Regarding the distilleries, since my water works may be profoundly involved in the proposed changes 3 weeks down the line, I may need to take some time before that particular tour. I'm sure I'll do some experimenting as soon as I dare, but we should wait upon the results before settling on a final itinerary.  

14 Apr 2004 @ 02:51 by dempstress : Safety in Scotland
No: Scotty knows you're safe with me, although I may end up ganging up with the Missus. Stereo-nagging is a wonderful thing, god-wot.

Meanwhile, post-operative symptoms can be a bit wierd (when I had half a lung out some years ago no-one so much as mentioned that the upper left quadrant of my body would be numb or pins-and-needlsey for about a year) but they tend to move on. All in all, although I wouldn't recommend rushing out and asking for it, it's an interesting sort of a learning curve.

Best way to build yourself up in preparation? Dig that crazy kitchen dancing, man! (Also highly recommended post-operatively.)

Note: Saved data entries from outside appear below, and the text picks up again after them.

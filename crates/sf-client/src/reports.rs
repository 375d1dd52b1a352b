//! Bulk decode of every spatial report in a tree.

use std::collections::BTreeMap;

use sf_spatial::{DecodeOptions, SpatialBinary};
use sf_tree::{FileRecord, FileTree};
use tracing::debug;

use crate::error::{ClientError, ClientResult};
use crate::fetch::{Fetcher, Payload, ResponseType, fetch_many};

/// URL a record's contents are fetched from.
///
/// Records without a provider URL fall back to their regularized path, which
/// a [`crate::LocalFetcher`] resolves against its root.
pub fn source_url(rec: &FileRecord) -> String {
    if rec.url().is_empty() {
        rec.regularized_path()
    } else {
        rec.url().to_string()
    }
}

/// Fetch and decode every `SpatialReport` file of `tree`, keyed by path.
///
/// All files are fetched concurrently; any fetch or decode failure fails the
/// whole load.
pub async fn load_spatial_reports<F>(
    tree: &FileTree,
    fetcher: &F,
) -> ClientResult<BTreeMap<String, SpatialBinary>>
where
    F: Fetcher + ?Sized,
{
    let paths = tree.spatial_report_list();
    let urls = paths
        .iter()
        .map(|path| {
            tree.find_file_record(path)
                .map(source_url)
                .ok_or_else(|| ClientError::NotFound {
                    path: path.to_string(),
                })
        })
        .collect::<ClientResult<Vec<_>>>()?;
    debug!(count = urls.len(), "loading spatial reports");

    let payloads = fetch_many(fetcher, &urls, ResponseType::ArrayBuffer).await?;

    let mut reports = BTreeMap::new();
    for ((path, url), payload) in paths.into_iter().zip(urls).zip(payloads) {
        let Payload::Bytes(bytes) = payload else {
            return Err(ClientError::UnexpectedPayload {
                url,
                expected: ResponseType::ArrayBuffer,
            });
        };
        let report = SpatialBinary::decode(path, &bytes, &DecodeOptions::default()).map_err(
            |source| ClientError::Spatial {
                path: path.to_string(),
                source,
            },
        )?;
        reports.insert(path.to_string(), report);
    }
    Ok(reports)
}
//! The fetcher collaborator: asynchronous URL retrieval supplied by the caller.

use std::fmt;
use std::sync::Arc;

use async_trait::async_trait;
use futures::future::try_join_all;
use thiserror::Error;

/// How the fetcher should hand back a response body.
#[derive(Debug, Clone, Copy, PartialEq, Eq, Hash)]
pub enum ResponseType {
    Text,
    Json,
    ArrayBuffer,
}

impl fmt::Display for ResponseType {
    fn fmt(&self, f: &mut fmt::Formatter<'_>) -> fmt::Result {
        let name = match self {
            ResponseType::Text => "text",
            ResponseType::Json => "json",
            ResponseType::ArrayBuffer => "arraybuffer",
        };
        f.write_str(name)
    }
}

/// A fetched response body.
///
/// A fetcher may answer a `Json` request with `Text` when the server did not
/// send JSON (e.g. a login page); callers decide what that means.
#[derive(Debug, Clone, PartialEq)]
pub enum Payload {
    Text(String),
    Json(serde_json::Value),
    Bytes(Vec<u8>),
}

impl Payload {
    pub fn response_type(&self) -> ResponseType {
        match self {
            Payload::Text(_) => ResponseType::Text,
            Payload::Json(_) => ResponseType::Json,
            Payload::Bytes(_) => ResponseType::ArrayBuffer,
        }
    }

    pub fn into_text(self) -> Option<String> {
        match self {
            Payload::Text(text) => Some(text),
            _ => None,
        }
    }

    pub fn into_json(self) -> Option<serde_json::Value> {
        match self {
            Payload::Json(value) => Some(value),
            _ => None,
        }
    }

    pub fn into_bytes(self) -> Option<Vec<u8>> {
        match self {
            Payload::Bytes(bytes) => Some(bytes),
            _ => None,
        }
    }
}

#[derive(Debug, Error)]
pub enum FetchError {
    #[error("{url}: not found")]
    NotFound { url: String },

    #[error("{url}: {source}")]
    Io {
        url: String,
        source: std::io::Error,
    },

    #[error("{url}: invalid JSON: {source}")]
    Decode {
        url: String,
        source: serde_json::Error,
    },

    #[error("{url}: {what}")]
    Failed { url: String, what: String },
}

/// Asynchronous retrieval of one URL.
///
/// Transport, authentication and retry policy belong to the implementation.
#[async_trait]
pub trait Fetcher: Send + Sync {
    async fn fetch(&self, url: &str, response_type: ResponseType) -> Result<Payload, FetchError>;
}

#[async_trait]
impl<T: Fetcher + ?Sized> Fetcher for Arc<T> {
    async fn fetch(&self, url: &str, response_type: ResponseType) -> Result<Payload, FetchError> {
        (**self).fetch(url, response_type).await
    }
}

#[async_trait]
impl<T: Fetcher + ?Sized> Fetcher for &T {
    async fn fetch(&self, url: &str, response_type: ResponseType) -> Result<Payload, FetchError> {
        (**self).fetch(url, response_type).await
    }
}

/// Fetch every URL concurrently.
///
/// Results keep the order of `urls`; the first failure fails the whole batch.
pub async fn fetch_many<F, S>(
    fetcher: &F,
    urls: &[S],
    response_type: ResponseType,
) -> Result<Vec<Payload>, FetchError>
where
    F: Fetcher + ?Sized,
    S: AsRef<str>,
{
    try_join_all(urls.iter().map(|url| fetcher.fetch(url.as_ref(), response_type))).await
}
//! Error types for the sf-client orchestration layer.

use sf_spatial::SpatialError;
use sf_tree::TreeError;

use crate::fetch::{FetchError, ResponseType};

/// Client error type wrapping fetcher, listing and decode failures.
#[derive(Debug, thiserror::Error)]
pub enum ClientError {
    #[error("Fetch failed: {0}")]
    Fetch(#[from] FetchError),

    #[error("Request rejected: {what}")]
    Rejected { what: String },

    #[error("No simulation found with id {sim_id}")]
    NoSimulation { sim_id: String },

    #[error("File not found in simulation tree: {path}")]
    NotFound { path: String },

    #[error("Expected {expected} payload from {url}")]
    UnexpectedPayload { url: String, expected: ResponseType },

    #[error("Configuration error: {what}")]
    Config { what: String },

    #[error("Spatial report {path}: {source}")]
    Spatial { path: String, source: SpatialError },

    #[error("Listing error: {0}")]
    Tree(#[from] TreeError),

    #[error("I/O error: {0}")]
    Io(#[from] std::io::Error),

    #[error("YAML error: {0}")]
    Yaml(#[from] serde_yaml::Error),

    #[error("JSON error: {0}")]
    Json(#[from] serde_json::Error),

    #[error("URL error: {0}")]
    Url(#[from] url::ParseError),

    #[error("Pattern error: {0}")]
    Pattern(#[from] regex::Error),
}

/// Result type for sf-client operations.
pub type ClientResult<T> = Result<T, ClientError>;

7 Mar 2007 @ 09:27 by Allyn Reilly @ : The Big Band
There is indeed something "right" about that combination of instruments--just as there is for the Mozartean orchestra, the SATB chorus, the string quartet, the two horns and rhythm assemblage of countless jazz combos, etc. It is a timeless group, and I suspect a hundred years from now there will be groups of, perhaps, students guided by earnest academics, who will be "reviving" that music for the nth time. Certainly it is emblematic of such an important period of American history--perhaps to be seen in retrospect as the greatest period--where the country threw off the depression and the rise of fascism in that order. "String of Pearls" indeed. . .


No wonder Allyn could write such a lovely comment. Professor Reilly is Interim Director of the Ohio University School of Music.